Random Forest Approach for Classification in R Programming
Random forest approach is supervised nonlinear classification and regression algorithm. Classification is a process of classifying a group of datasets in categories or classes. As random forest approach can use classification or regression techniques depending upon the user and target or categories needed. A random forest is a collection of decision trees that specifies the categories with much higher probability. Random forest approach is used over decision trees approach as decision trees lack accuracy and decision trees also show low accuracy during the testing phase due to the process called over-fitting. In R programming,
randomForest() function of
randomForest package is used to create and analyze the random forest. In this article, let’s discuss the random forest, learn the syntax and implementation of a random forest approach for classification in R programming, and further graph will be plotted for inference.

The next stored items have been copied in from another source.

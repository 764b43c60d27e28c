//! Repository for the `students` table.

use classtrack_core::types::DbId;
use sqlx::PgPool;

use crate::models::student::Student;

/// Column list for `students` queries.
const COLUMNS: &str = "id, name, email, branch, created_at";

/// Provides read access to the student roster.
pub struct StudentRepo;

impl StudentRepo {
    /// Fetch a single student by id.
    pub async fn find(pool: &PgPool, id: DbId) -> Result<Option<Student>, sqlx::Error> {
        let query = format!("SELECT {COLUMNS} FROM students WHERE id = $1");
        sqlx::query_as::<_, Student>(&query)
            .bind(id)
            .fetch_optional(pool)
            .await
    }

    /// List every student with a usable email address (broadcast recipients).
    pub async fn list_with_email(pool: &PgPool) -> Result<Vec<Student>, sqlx::Error> {
        let query = format!(
            "SELECT {COLUMNS} FROM students \
             WHERE email IS NOT NULL AND email <> '' \
             ORDER BY id ASC"
        );
        sqlx::query_as::<_, Student>(&query).fetch_all(pool).await
    }
}
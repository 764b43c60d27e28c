//! Shared response envelope types for API handlers.
//!
//! All API responses use a `{ "data": ... }` envelope per project
//! conventions.

use serde::Serialize;

/// Standard `{ "data": T }` response envelope.
#[derive(Debug, Serialize)]
pub struct DataResponse<T: Serialize> {
    pub data: T,
}
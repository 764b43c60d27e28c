use std::sync::Arc;

use classtrack_notify::{EmailDispatcher, MailTransport};
use classtrack_report::JobScheduler;

use crate::config::ServerConfig;

/// Shared application state available to all Axum handlers via `State<AppState>`.
///
/// This is cheaply cloneable (inner data is behind `Arc` or is already `Clone`).
#[derive(Clone)]
pub struct AppState {
    /// Database connection pool.
    pub pool: classtrack_db::DbPool,
    /// Server configuration.
    pub config: Arc<ServerConfig>,
    /// Email queue dispatcher (enqueue + manual sweep trigger).
    pub dispatcher: Arc<EmailDispatcher>,
    /// Daily job registry (manual report triggers).
    pub jobs: Arc<JobScheduler>,
    /// Direct mail transport (test email endpoint).
    pub transport: Arc<dyn MailTransport>,
}
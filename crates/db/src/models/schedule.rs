//! Report schedule configuration model.

use classtrack_core::types::DbId;
use serde::Serialize;
use sqlx::FromRow;

/// The single `report_schedule_config` row: hour and minute of day (24h)
/// at which the daily reports should run.
#[derive(Debug, Clone, FromRow, Serialize)]
pub struct ScheduleConfig {
    pub id: DbId,
    pub report_hour: i32,
    pub report_minute: i32,
}
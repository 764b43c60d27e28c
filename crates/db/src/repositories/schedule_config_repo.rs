//! Repository for the single-row `report_schedule_config` table.

use sqlx::PgPool;

use crate::models::schedule::ScheduleConfig;

/// Default report time when no configuration row exists yet.
const DEFAULT_REPORT_HOUR: i32 = 10;
const DEFAULT_REPORT_MINUTE: i32 = 45;

/// Provides persistence for the daily report schedule configuration.
pub struct ScheduleConfigRepo;

impl ScheduleConfigRepo {
    /// Fetch the configuration row, inserting the default (10:45) on first
    /// access so callers always see a concrete schedule.
    pub async fn get_or_default(pool: &PgPool) -> Result<ScheduleConfig, sqlx::Error> {
        let existing = sqlx::query_as::<_, ScheduleConfig>(
            "SELECT id, report_hour, report_minute FROM report_schedule_config \
             ORDER BY id ASC LIMIT 1",
        )
        .fetch_optional(pool)
        .await?;

        if let Some(config) = existing {
            return Ok(config);
        }

        sqlx::query_as::<_, ScheduleConfig>(
            "INSERT INTO report_schedule_config (report_hour, report_minute) \
             VALUES ($1, $2) \
             RETURNING id, report_hour, report_minute",
        )
        .bind(DEFAULT_REPORT_HOUR)
        .bind(DEFAULT_REPORT_MINUTE)
        .fetch_one(pool)
        .await
    }

    /// Update the configured hour and minute. Range validation is the
    /// caller's responsibility.
    pub async fn update(
        pool: &PgPool,
        hour: i32,
        minute: i32,
    ) -> Result<ScheduleConfig, sqlx::Error> {
        let current = Self::get_or_default(pool).await?;

        sqlx::query_as::<_, ScheduleConfig>(
            "UPDATE report_schedule_config \
             SET report_hour = $2, report_minute = $3 \
             WHERE id = $1 \
             RETURNING id, report_hour, report_minute",
        )
        .bind(current.id)
        .bind(hour)
        .bind(minute)
        .fetch_one(pool)
        .await
    }
}
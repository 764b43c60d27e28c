//! Handlers for the operator monitoring surface: the email queue, the daily
//! report run log, the report schedule, and manual triggers.

use axum::extract::{Path, Query, State};
use axum::http::StatusCode;
use axum::response::IntoResponse;
use axum::Json;
use serde::Deserialize;

use classtrack_db::models::email::EmailNotification;
use classtrack_db::models::report_log::DailyReportLog;
use classtrack_db::models::schedule::ScheduleConfig;
use classtrack_db::repositories::{EmailQueueRepo, ReportLogRepo, ScheduleConfigRepo};
use classtrack_notify::OutboundEmail;

use crate::error::{AppError, AppResult};
use crate::response::DataResponse;
use crate::state::AppState;

/// Page size for the email queue listing.
const EMAIL_QUEUE_LIMIT: i64 = 200;

/// Page size for the daily report log listing.
const REPORT_LOG_LIMIT: i64 = 60;

// ---------------------------------------------------------------------------
// Email queue
// ---------------------------------------------------------------------------

/// GET /api/v1/admin/monitoring/email-queue
///
/// List recent queue records. Permanently exhausted FAILED records surface
/// here for operator inspection; the engine takes no further action on them.
pub async fn list_email_queue(
    State(state): State<AppState>,
) -> AppResult<Json<DataResponse<Vec<EmailNotification>>>> {
    let records = EmailQueueRepo::list_recent(&state.pool, EMAIL_QUEUE_LIMIT).await?;
    Ok(Json(DataResponse { data: records }))
}

/// DELETE /api/v1/admin/monitoring/email-queue
///
/// Clear the entire queue. Returns the number of deleted records.
pub async fn clear_email_queue(
    State(state): State<AppState>,
) -> AppResult<Json<serde_json::Value>> {
    let deleted = EmailQueueRepo::clear_all(&state.pool).await?;
    Ok(Json(serde_json::json!({ "data": { "deleted": deleted } })))
}

/// POST /api/v1/admin/monitoring/email-queue/process
///
/// Manually trigger one reconciliation sweep. Returns 202 with the number of
/// records submitted; delivery itself is asynchronous.
pub async fn process_email_queue(
    State(state): State<AppState>,
) -> AppResult<impl IntoResponse> {
    let submitted = state.dispatcher.process_pending().await?;
    Ok((
        StatusCode::ACCEPTED,
        Json(serde_json::json!({ "data": { "submitted": submitted } })),
    ))
}

// ---------------------------------------------------------------------------
// Daily report log
// ---------------------------------------------------------------------------

/// GET /api/v1/admin/monitoring/daily-reports
///
/// List recent run-log rows, newest day first.
pub async fn list_daily_reports(
    State(state): State<AppState>,
) -> AppResult<Json<DataResponse<Vec<DailyReportLog>>>> {
    let logs = ReportLogRepo::list_recent(&state.pool, REPORT_LOG_LIMIT).await?;
    Ok(Json(DataResponse { data: logs }))
}

// ---------------------------------------------------------------------------
// Report schedule
// ---------------------------------------------------------------------------

/// Payload for `PUT /report-schedule`.
#[derive(Debug, Deserialize)]
pub struct UpdateSchedule {
    pub hour: i32,
    pub minute: i32,
}

/// GET /api/v1/admin/monitoring/report-schedule
pub async fn get_report_schedule(
    State(state): State<AppState>,
) -> AppResult<Json<DataResponse<ScheduleConfig>>> {
    let config = ScheduleConfigRepo::get_or_default(&state.pool).await?;
    Ok(Json(DataResponse { data: config }))
}

/// PUT /api/v1/admin/monitoring/report-schedule
///
/// Update the daily report time-of-day. The change is picked up on the next
/// scheduler tick; no restart required.
pub async fn update_report_schedule(
    State(state): State<AppState>,
    Json(payload): Json<UpdateSchedule>,
) -> AppResult<Json<DataResponse<ScheduleConfig>>> {
    if !(0..=23).contains(&payload.hour) || !(0..=59).contains(&payload.minute) {
        return Err(AppError::BadRequest(
            "hour must be 0-23 and minute must be 0-59".to_string(),
        ));
    }
    let config = ScheduleConfigRepo::update(&state.pool, payload.hour, payload.minute).await?;
    tracing::info!(
        hour = config.report_hour,
        minute = config.report_minute,
        "Report schedule updated"
    );
    Ok(Json(DataResponse { data: config }))
}

// ---------------------------------------------------------------------------
// Manual triggers
// ---------------------------------------------------------------------------

/// POST /api/v1/admin/monitoring/reports/{job}/trigger
///
/// Run a daily job right now, bypassing the once-per-day check. The run is
/// still recorded on the same run-log row a scheduled run would use.
pub async fn trigger_report(
    State(state): State<AppState>,
    Path(job): Path<String>,
) -> AppResult<Json<serde_json::Value>> {
    state.jobs.run_manually(&job).await?;
    Ok(Json(serde_json::json!({
        "data": { "message": format!("Report job '{job}' triggered. Check logs and email inbox.") }
    })))
}

/// Query parameters for the test email endpoint.
#[derive(Debug, Deserialize)]
pub struct TestEmailQuery {
    /// Recipient override; defaults to the configured admin email.
    pub to: Option<String>,
}

/// POST /api/v1/admin/monitoring/test-email
///
/// Send a plain test email straight through the transport, bypassing the
/// queue, to verify SMTP configuration.
pub async fn send_test_email(
    State(state): State<AppState>,
    Query(params): Query<TestEmailQuery>,
) -> AppResult<Json<serde_json::Value>> {
    let recipient = params
        .to
        .filter(|t| !t.trim().is_empty())
        .unwrap_or_else(|| state.config.admin_email.clone());

    let email = OutboundEmail {
        to: recipient.clone(),
        subject: "Test Email from ClassTrack".to_string(),
        body: "This is a test email to verify the email configuration is working correctly.\n\n\
               If you receive this email, the email system is configured properly."
            .to_string(),
        is_html: false,
        attachment: None,
    };
    state.transport.send(&email).await?;

    Ok(Json(serde_json::json!({
        "data": { "message": format!("Test email sent to {recipient}. Check the inbox and spam folder.") }
    })))
}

Random forest is a machine learning algorithm that uses a collection of decision trees providing more flexibility, accuracy, and ease of access in the output. This algorithm dominates over decision trees algorithm as decision trees provide poor accuracy as compared to the random forest algorithm. In simple words, the random forest approach increases the performance of decision trees. It is one of the best algorithm as it can use both classification and regression techniques. Being a supervised learning algorithm, random forest uses the bagging method in decision trees and as a result, increases the accuracy of the learning model.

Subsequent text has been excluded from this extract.